Girls’ rights to education in Afghanistan will be solved with “the passage of time” and should not be a “condition for aid” from the international community, a senior Taliban leader has told Sky News.
Anas Haqqani made the remarks as the Taliban marks one year since it captured the Afghan capital Kabul and regained control of the country following the US-led withdrawal after a 20-year campaign.
International funding to Afghanistan was later suspended and billions of dollars of the country’s assets abroad were frozen due to the Taliban’s human rights abuses and stance on issues such as women’s rights.
Asked whether it would be a good idea for his government to compromise on issues such as allowing girls to have a secondary school education in exchange for aid, Mr Haqqani said: “Regarding education, the Islamic Emirates has made its decision clear to everyone that this issue is one of many incomplete issues across the ministries.
“This part of the education sector needs to be worked out and completed, like all other incomplete plans in other ministries.
“Half of the process is functional, and as you can see, the universities are open, the schools are open for girls up to grade six, and you can see in other provinces that schools are open for girls up to the ninth grade.
“There are no politics involved with this, and with the passage of time this issue will be solved. We want the international community and other institutions to not use it negatively, or use it against us, and it should not be a condition for aid.”
Mr Haqqani also said the country’s economy was in a poor state before the Taliban took control of Afghanistan last year, adding it “only benefited those in power and they were sucking the blood out of the Afghan nation”.
He continued: “You cannot find a single hospital with all the facilities and quality services despite the billions of dollars the international community and NATO countries gave to Afghanistan.

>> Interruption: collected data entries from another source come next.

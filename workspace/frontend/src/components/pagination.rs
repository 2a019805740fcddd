use yew::prelude::*;

#[derive(Properties, PartialEq)]
pub struct PaginationProps {
    pub current_page: u32,
    pub total_pages: u64,
    pub total_items: u64,
    pub on_page_change: Callback<u32>,
    #[prop_or_default]
    pub disabled: bool,
}

/// Page numbers with 0 standing for an ellipsis.
fn visible_pages(current: u64, total_pages: u64) -> Vec<u64> {
    let max_visible = 5;
    if total_pages <= max_visible {
        return (1..=total_pages).collect();
    }

    let mut pages = vec![1];
    let start = current.saturating_sub(1).max(2);
    let end = (current + 1).min(total_pages - 1);
    if start > 2 {
        pages.push(0);
    }
    pages.extend(start..=end);
    if end < total_pages - 1 {
        pages.push(0);
    }
    pages.push(total_pages);
    pages
}

#[function_component(Pagination)]
pub fn pagination(props: &PaginationProps) -> Html {
    let total_pages = props.total_pages;
    if total_pages <= 1 {
        return html! {};
    }

    let current = props.current_page;
    let go_to = |page: u32| {
        let on_page_change = props.on_page_change.clone();
        Callback::from(move |e: MouseEvent| {
            e.prevent_default();
            on_page_change.emit(page);
        })
    };

    html! {
        <div class="flex justify-center items-center gap-2 my-4">
            <button
                class="btn btn-sm"
                disabled={props.disabled || current <= 1}
                onclick={go_to(current.saturating_sub(1).max(1))}
            >
                <i class="fas fa-chevron-left"></i>
            </button>

            {for visible_pages(u64::from(current), total_pages).into_iter().map(|page| {
                if page == 0 {
                    html! { <span class="px-2">{"..."}</span> }
                } else {
                    let page = u32::try_from(page).unwrap_or(u32::MAX);
                    html! {
                        <button
                            class={classes!("btn", "btn-sm", (page == current).then_some("btn-primary"))}
                            disabled={props.disabled}
                            onclick={go_to(page)}
                        >
                            {page}
                        </button>
                    }
                }
            })}

            <button
                class="btn btn-sm"
                disabled={props.disabled || u64::from(current) >= total_pages}
                onclick={go_to(current.saturating_add(1))}
            >
                <i class="fas fa-chevron-right"></i>
            </button>

            <div class="ml-4 text-sm text-base-content/70">
                {format!("Page {} of {} ({} items)", current, total_pages, props.total_items)}
            </div>
        </div>
    }
}
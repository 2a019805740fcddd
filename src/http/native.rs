use super::transport::{HttpRequest, HttpResponse, Method, Transport, TransportError};
use async_trait::async_trait;
use std::time::Duration;
use tracing::trace;

/// reqwest-backed transport for native builds.
#[derive(Debug, Clone)]
pub struct ReqwestTransport {
    client: reqwest::Client,
}

impl ReqwestTransport {
    pub fn new(timeout: Duration) -> Result<Self, TransportError> {
        let client = reqwest::Client::builder()
            .timeout(timeout)
            .build()
            .map_err(|e| TransportError(format!("Failed to build HTTP client: {}", e)))?;
        Ok(Self { client })
    }
}

#[async_trait(?Send)]
impl Transport for ReqwestTransport {
    async fn send(&self, request: HttpRequest) -> Result<HttpResponse, TransportError> {
        let method = match request.method {
            Method::Get => reqwest::Method::GET,
            Method::Post => reqwest::Method::POST,
            Method::Put => reqwest::Method::PUT,
            Method::Delete => reqwest::Method::DELETE,
        };

        let mut builder = self.client.request(method, &request.url);
        for (name, value) in &request.headers {
            builder = builder.header(name.as_str(), value.as_str());
        }
        if let Some(body) = &request.body {
            builder = builder.json(body);
        }

        let response = builder
            .send()
            .await
            .map_err(|e| TransportError(e.to_string()))?;
        let status = response.status().as_u16();
        let body = response
            .text()
            .await
            .map_err(|e| TransportError(e.to_string()))?;

        trace!("{} {} - {} ({} bytes)", request.method, request.url, status, body.len());
        Ok(HttpResponse { status, body })
    }
}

“(Healthcare) is not at the same level as Pakistan and Iran, our Afghans are still going to these counties for their medical treatment. And this is all because of the brutal economic system that they had for the last 20 years, and it should not be called a quality economic system but should be called a brutal economic system.”
Haqqani is saying the new guard understands there needs to be changes… but it will take time
The Taliban are often accused of wanting to impose a ninth century interpretation of Islam on the people of Afghanistan, and certainly in the 1990s that was the case.

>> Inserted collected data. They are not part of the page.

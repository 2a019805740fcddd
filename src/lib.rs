//! Client core of the Polaris operations dashboard.
//!
//! Everything here is independent of the browser: HTTP goes through the
//! [`http::Transport`] trait, persisted values through
//! [`storage::KeyValueStore`], toasts through [`notify::Notifier`] and the
//! login redirect through [`navigation::Navigator`]. The web frontend plugs in
//! browser implementations; tests plug in in-memory ones.

pub mod auth;
pub mod config;
pub mod endpoints;
pub mod error;
pub mod form;
pub mod http;
pub mod navigation;
pub mod notify;
pub mod observable;
pub mod preferences;
pub mod resource;
pub mod resources;
pub mod session;
pub mod storage;
pub mod store;
pub mod table;

mod test_utils;
mod tests;

pub use error::{ApiError, Result};
pub use http::ApiClient;
pub use resource::Resource;
pub use store::{EntityStore, ListState, Mode, StoreContext};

But 20 years on, the organisation has changed. Many of the fighters were babies when the war started, they’ve grown up with smart phones, and computers, in a society awash with western products, advertising and TV.
It doesn’t mean the old guard has changed much, but some of their leaders are different and acknowledge that things have to change – Anas Haqqani is one of them.

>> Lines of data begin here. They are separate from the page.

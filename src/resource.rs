//! Per-entity bindings consumed by the generic [`EntityStore`].
//!
//! A [`Resource`] knows the entity's list route, how to turn backend records
//! into rows and how to turn a form into create/update/delete requests. The
//! store does everything else.
//!
//! [`EntityStore`]: crate::store::EntityStore

use crate::error::{ApiError, Result};
use crate::http::Method;
use crate::notify::ConfirmPrompt;
use serde::Serialize;
use serde_json::Value;
use std::fmt::Debug;
use validator::Validate;

pub trait Resource: 'static {
    type Row: Clone + PartialEq + Debug + 'static;
    type Form: Validate + Clone + Default + PartialEq + Debug + 'static;

    /// Singular display label, e.g. "Sales order".
    const LABEL: &'static str;
    /// Form fields in display order; the first failing one is reported.
    const FORM_FIELDS: &'static [&'static str];

    fn list_path(&self, page: u32) -> String;
    fn row_from_record(&self, record: &Value) -> Self::Row;
    fn row_id(&self, row: &Self::Row) -> String;
    fn form_from_row(&self, row: &Self::Row) -> Self::Form;

    fn create_request(&self, form: &Self::Form) -> Result<Mutation>;
    fn update_request(&self, id: &str, form: &Self::Form) -> Result<Mutation>;
    fn delete_request(&self, row: &Self::Row) -> Mutation;

    fn delete_prompt(&self, row: &Self::Row) -> ConfirmPrompt {
        ConfirmPrompt::delete(Self::LABEL, &self.row_id(row))
    }

    /// Route returning the full record before editing, when the list row is
    /// only a summary.
    fn detail_path(&self, _id: &str) -> Option<String> {
        None
    }

    fn row_with_detail(&self, row: Self::Row, _detail: &Value) -> Self::Row {
        row
    }
}

/// A write request: method, path and optional JSON body.
#[derive(Debug, Clone, PartialEq)]
pub struct Mutation {
    pub method: Method,
    pub path: String,
    pub body: Option<Value>,
}

impl Mutation {
    pub fn post<B: Serialize + ?Sized>(path: impl Into<String>, body: &B) -> Result<Self> {
        Ok(Self {
            method: Method::Post,
            path: path.into(),
            body: Some(encode(body)?),
        })
    }

    pub fn put<B: Serialize + ?Sized>(path: impl Into<String>, body: &B) -> Result<Self> {
        Ok(Self {
            method: Method::Put,
            path: path.into(),
            body: Some(encode(body)?),
        })
    }

    pub fn delete(path: impl Into<String>) -> Self {
        Self {
            method: Method::Delete,
            path: path.into(),
            body: None,
        }
    }

    /// DELETE whose route expects `{"id": id}` in the body.
    pub fn delete_by_body_id(path: impl Into<String>, id: &str) -> Self {
        Self {
            method: Method::Delete,
            path: path.into(),
            body: Some(serde_json::json!({ "id": id })),
        }
    }
}

fn encode<B: Serialize + ?Sized>(body: &B) -> Result<Value> {
    serde_json::to_value(body).map_err(|e| ApiError::Encode(e.to_string()))
}

/// One page of a list response.
///
/// Accepts `{data, total, limit, page}`, a bare array, `{items: [...]}` or
/// any object whose first array-valued field, in wire order, holds the records.
#[derive(Debug, Clone, PartialEq, Default)]
pub struct ListPage {
    pub records: Vec<Value>,
    pub total: Option<u64>,
    pub limit: Option<u64>,
    pub page: Option<u32>,
}

impl ListPage {
    pub fn from_body(body: Value) -> Self {
        match body {
            Value::Array(records) => Self {
                records,
                ..Self::default()
            },
            Value::Object(mut map) => {
                let total = map.get("total").and_then(number);
                let limit = map.get("limit").and_then(number);
                let page = map
                    .get("page")
                    .and_then(number)
                    .and_then(|p| u32::try_from(p).ok());

                let key = ["data", "items"]
                    .into_iter()
                    .find(|key| map.get(*key).is_some_and(Value::is_array))
                    .map(str::to_string)
                    .or_else(|| {
                        map.iter()
                            .find(|(_, value)| value.is_array())
                            .map(|(key, _)| key.clone())
                    });

                let records = match key.and_then(|key| map.remove(&key)) {
                    Some(Value::Array(records)) => records,
                    _ => Vec::new(),
                };

                Self {
                    records,
                    total,
                    limit,
                    page,
                }
            }
            _ => Self::default(),
        }
    }
}

/// Non-negative integer from a number or numeric string.
fn number(value: &Value) -> Option<u64> {
    match value {
        Value::Number(n) => n
            .as_u64()
            .or_else(|| n.as_f64().filter(|f| *f >= 0.0).map(|f| f as u64)),
        Value::String(s) => s.trim().parse().ok(),
        _ => None,
    }
}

He’s 28 years old, and a member of the Haqqani family, a family derided by the United States as a criminal network, but they are a huge force within the Taliban.
For Anas Haqqani to indicate a potential shift to a more liberal attitude to girls’ education he has to frame it in a language that the old guard can at least go along with.
In this interview with Sky News, Haqqani is acknowledging that girls’ education and international aid, and the unfreezing of the country’s assets, are linked.
But in essence, he is saying to the West that the new guard understand that there need to be changes, and that it will happen, but it will take time.
Equally, he is acknowledging that when it comes to the economy, healthcare and the well-being of the whole country, there is no time.
So he is asking the international community to trust the young guard, split the issues, help with aid and development projects, to bring the civilian population out of abject poverty and trust that the new guard will come through on education.
It’s a big ask for countries like the United States and Great Britain in particular, but there is a growing consensus across the world from governments to NGOs, that the ordinary people of Afghanistan can’t be allowed to die in huge numbers this winter because of a stand-off between western powers and a religious-based organisation that economically can offer nothing to those they rule over.
Mr Haqqani spoke to Sky News as a damning new report said the US-led withdrawal from Afghanistan was carried out with no planning, was mired in “chaos and confusion”, and ended in “tragic yet avoidable outcomes”.
The US withdrawal led to the sudden mass evacuation of thousands of displaced Afghans.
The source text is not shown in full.